Our study has several strengths. First, in-depth qualitative analyses enriched our current understanding about fertility decision-making in transgender youth. In addition, our recruitment strategy allowed us to examine decision-making factors in a diverse sample of transgender AYA that varied in experience with fertility counseling and FP. Our study also has limitations to acknowledge. All but two participants were recruited from the same clinic, a gender-affirming multidisciplinary program housed in an institution with an established pediatric FP program. Providers caring for these AYA are likely to be more attuned to fertility considerations, potentially limiting generalizability to AYA receiving care in community-based settings. Participants also varied in their medical transitions. Future studies should examine decision-making processes in real time.

Conclusion

These study findings suggest that transgender AYA consider many factors in making decisions to pursue FP and highlight the need to improve fertility counseling for this vulnerable population, consistent with a recent call to action to improve fertility counseling in pediatrics more generally.37 Ongoing attention to strategies that support patient education and decision-making, including the development of patient education and decision-support tools and evaluating the impact of these decision aids on care delivery, remain important next steps in this research. Future studies also should examine whether transgender adults of childbearing age who were offered FP but declined, experience regret related to their FP decisions.

Acknowledgments

This study was supported by the 2016–2017 Research Excellence Award by the Chairman from the Department of Psychiatry and Behavioral Sciences, Northwestern University Feinberg School of Medicine (principal investigator [PI]: Chen); the 2017 Targeted Research Grant from the Society of Pediatric Psychology (PI: Chen); and the 2017 Sexualities Project at Northwestern Summer Grant Award (PI: Kyweluk). Dr. Chen's effort also was supported, in part, by R01HD082554, R21HD087839, and R21HD097459 from the Eunice Kennedy Shriver National Institute of Child Health and Human Development. Study sponsors had no role in the (1) study design; (2) collection, analysis, and interpretation of data; (3) writing of the article; or (4) the decision to submit the article for publication.

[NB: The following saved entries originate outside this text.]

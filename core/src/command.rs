//! Command nodes and positional slots.

use std::collections::BTreeMap;

use serde::{Deserialize, Serialize};

use crate::group::Group;
use crate::option::{OptionSpec, ScalarType, Value};

/// Heading of a command's own top-level group unless overridden.
pub const DEFAULT_HEADING: &str = "Application Options";

/// How many tokens a positional slot takes.
#[derive(Debug, Clone, Copy, PartialEq, Eq, Default, Serialize, Deserialize)]
#[serde(rename_all = "lowercase")]
pub enum Multiplicity {
    /// Exactly one token.
    #[default]
    One,
    /// Every remaining non-flag token. Only valid on the last slot.
    Rest,
}

/// A named positional argument.
#[derive(Debug, Clone)]
pub struct Positional {
    pub name: String,
    pub description: Option<String>,
    pub value_type: ScalarType,
    pub multiplicity: Multiplicity,
    pub required: bool,
    value: Option<Value>,
}

impl Positional {
    /// A single-token string slot.
    pub fn new(name: &str) -> Self {
        Self {
            name: name.to_string(),
            description: None,
            value_type: ScalarType::String,
            multiplicity: Multiplicity::One,
            required: false,
            value: None,
        }
    }

    /// A slot collecting every remaining token into a list.
    pub fn rest(name: &str) -> Self {
        Self {
            multiplicity: Multiplicity::Rest,
            ..Self::new(name)
        }
    }

    pub fn with_description(mut self, desc: &str) -> Self {
        self.description = Some(desc.to_string());
        self
    }

    pub fn with_type(mut self, value_type: ScalarType) -> Self {
        self.value_type = value_type;
        self
    }

    pub fn required(mut self) -> Self {
        self.required = true;
        self
    }

    pub fn value(&self) -> Option<&Value> {
        self.value.as_ref()
    }

    pub fn is_filled(&self) -> bool {
        self.value.is_some()
    }

    pub(crate) fn accepts_more(&self) -> bool {
        self.multiplicity == Multiplicity::Rest || self.value.is_none()
    }

    pub(crate) fn fill(&mut self, raw: &str) -> Result<(), String> {
        let value = self.value_type.parse(raw)?;
        match self.multiplicity {
            Multiplicity::One => self.value = Some(value),
            Multiplicity::Rest => match &mut self.value {
                Some(Value::List(items)) => items.push(value),
                _ => self.value = Some(Value::List(vec![value])),
            },
        }
        Ok(())
    }

    /// Usage-line form: `name`, `[name]`, `name ...` or `[name ...]`.
    pub fn usage(&self) -> String {
        let name = match self.multiplicity {
            Multiplicity::One => self.name.clone(),
            Multiplicity::Rest => format!("{} ...", self.name),
        };
        if self.required {
            name
        } else {
            format!("[{name}]")
        }
    }
}

/// An invocable node in the command tree.
///
/// # Examples
///
/// ```
/// use flagtree_core::{Command, OptionSpec, Positional};
///
/// let root = Command::new("git")
///     .with_option(OptionSpec::flag(Some('v'), Some("verbose")))
///     .with_subcommand(
///         Command::new("clone")
///             .with_alias("cl")
///             .with_description("Clone a repository")
///             .with_positional(Positional::new("url").required()),
///     );
///
/// assert!(root.resolve_short('v').is_some());
/// assert_eq!(root.find_child("cl").map(|c| c.name.as_str()), Some("clone"));
/// ```
#[derive(Debug)]
pub struct Command {
    pub name: String,
    pub aliases: Vec<String>,
    pub short_description: Option<String>,
    pub long_description: Option<String>,
    /// Replaces the `[OPTIONS]` tag in the usage line.
    pub usage: Option<String>,
    pub hidden: bool,
    /// Fails the parse if no child command gets activated.
    pub required_subcommand: bool,
    pub group: Group,
    pub positional: Vec<Positional>,
    pub subcommands: Vec<Command>,
    active: bool,
}

impl Command {
    pub fn new(name: &str) -> Self {
        Self {
            name: name.to_string(),
            aliases: Vec::new(),
            short_description: None,
            long_description: None,
            usage: None,
            hidden: false,
            required_subcommand: false,
            group: Group::new(DEFAULT_HEADING),
            positional: Vec::new(),
            subcommands: Vec::new(),
            active: false,
        }
    }

    pub fn with_alias(mut self, alias: &str) -> Self {
        self.aliases.push(alias.to_string());
        self
    }

    /// Sets the one-line description shown in command listings.
    pub fn with_description(mut self, desc: &str) -> Self {
        self.short_description = Some(desc.to_string());
        self
    }

    pub fn with_long_description(mut self, desc: &str) -> Self {
        self.long_description = Some(desc.to_string());
        self
    }

    pub fn with_usage(mut self, usage: &str) -> Self {
        self.usage = Some(usage.to_string());
        self
    }

    pub fn with_heading(mut self, heading: &str) -> Self {
        self.group.heading = heading.to_string();
        self
    }

    pub fn with_option(mut self, option: OptionSpec) -> Self {
        self.group.options.push(option);
        self
    }

    pub fn with_group(mut self, group: Group) -> Self {
        self.group.groups.push(group);
        self
    }

    pub fn with_positional(mut self, slot: Positional) -> Self {
        self.positional.push(slot);
        self
    }

    pub fn with_subcommand(mut self, command: Command) -> Self {
        self.subcommands.push(command);
        self
    }

    pub fn hidden(mut self) -> Self {
        self.hidden = true;
        self
    }

    pub fn require_subcommand(mut self) -> Self {
        self.required_subcommand = true;
        self
    }

    /// Whether `name` is this command's name or one of its aliases.
    pub fn answers_to(&self, name: &str) -> bool {
        self.name == name || self.aliases.iter().any(|a| a == name)
    }

    /// Finds a direct child by exact name or alias.
    pub fn find_child(&self, name: &str) -> Option<&Command> {
        self.subcommands.iter().find(|c| c.answers_to(name))
    }

    pub fn find_child_mut(&mut self, name: &str) -> Option<&mut Command> {
        self.subcommands.iter_mut().find(|c| c.answers_to(name))
    }

    pub(crate) fn child_index(&self, name: &str) -> Option<usize> {
        self.subcommands.iter().position(|c| c.answers_to(name))
    }

    /// Finds an option of this command by fully-qualified long name.
    pub fn resolve_long(&self, qualified: &str) -> Option<&OptionSpec> {
        let path = self.group.locate_long(qualified)?;
        self.group.option_at(&path)
    }

    /// Finds an option of this command by short name.
    pub fn resolve_short(&self, short: char) -> Option<&OptionSpec> {
        let path = self.group.locate_short(short)?;
        self.group.option_at(&path)
    }

    /// Bound value of an option, looked up by qualified long name or, for a
    /// single character, by short name.
    pub fn value(&self, name: &str) -> Option<&Value> {
        let mut chars = name.chars();
        let option = match (chars.next(), chars.next()) {
            (Some(c), None) => self.resolve_short(c).or_else(|| self.resolve_long(name)),
            _ => self.resolve_long(name),
        };
        option.and_then(OptionSpec::value)
    }

    pub fn positional_value(&self, name: &str) -> Option<&Value> {
        self.positional
            .iter()
            .find(|slot| slot.name == name)
            .and_then(Positional::value)
    }

    /// Whether the most recent parse activated this command.
    pub fn is_active(&self) -> bool {
        self.active
    }

    pub fn active_child(&self) -> Option<&Command> {
        self.subcommands.iter().find(|c| c.active)
    }

    /// This command followed by each active descendant.
    pub fn active_chain(&self) -> Vec<&Command> {
        let mut chain = vec![self];
        let mut current = self;
        while let Some(child) = current.active_child() {
            chain.push(child);
            current = child;
        }
        chain
    }

    pub fn has_visible_options(&self) -> bool {
        self.group.has_visible_options()
    }

    /// Non-hidden children ordered by name.
    pub fn visible_subcommands(&self) -> Vec<&Command> {
        let mut children: Vec<&Command> = self.subcommands.iter().filter(|c| !c.hidden).collect();
        children.sort_by(|a, b| a.name.cmp(&b.name));
        children
    }

    /// Values bound to this command's options, keyed by qualified long name
    /// (or the short name for short-only options).
    pub fn bound_values(&self) -> BTreeMap<String, Value> {
        self.group
            .all_options()
            .into_iter()
            .filter_map(|(option, long)| {
                let value = option.value()?.clone();
                let key = long.or_else(|| option.short.map(String::from))?;
                Some((key, value))
            })
            .collect()
    }

    /// Values bound to this command's positional slots, keyed by slot name.
    pub fn positional_values(&self) -> BTreeMap<String, Value> {
        self.positional
            .iter()
            .filter_map(|slot| Some((slot.name.clone(), slot.value()?.clone())))
            .collect()
    }

    pub(crate) fn descend(&self, path: &[usize]) -> &Command {
        let mut command = self;
        for &i in path {
            match command.subcommands.get(i) {
                Some(child) => command = child,
                None => break,
            }
        }
        command
    }

    pub(crate) fn descend_mut(&mut self, path: &[usize]) -> &mut Command {
        let mut command = self;
        for &i in path {
            if i >= command.subcommands.len() {
                break;
            }
            command = &mut command.subcommands[i];
        }
        command
    }

    pub(crate) fn set_active(&mut self, active: bool) {
        self.active = active;
    }

    /// Clears activation and every bound value in the whole tree.
    pub(crate) fn reset(&mut self) {
        self.active = false;
        self.group.for_each_option_mut(&mut OptionSpec::reset);
        for slot in &mut self.positional {
            slot.value = None;
        }
        for child in &mut self.subcommands {
            child.reset();
        }
    }
}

We thank all of the participants for their thoughtful contributions in the interviews. We also thank Rob Garofalo for his leadership within the Gender & Sex Development Program that made this research possible; Marco Hidalgo, Jennifer Jensen, Ginny Scheffler, Lisa Simons, and D. Javier Thompson for their assistance in recruiting study participants; and Ilina Rosoklija and Anthony D'Oro for their feedback on our interview guide.

Disclaimer

The content is solely the responsibility of the authors and does not necessarily represent the official views of the National Institutes of Health. Participant interviews were analyzed previously from an anthropological perspective for a student project exploring whether currently available FP technologies adequately address transgender AYA's imagined parenthood futures.

Author Disclosure Statement

No competing financial interests exist.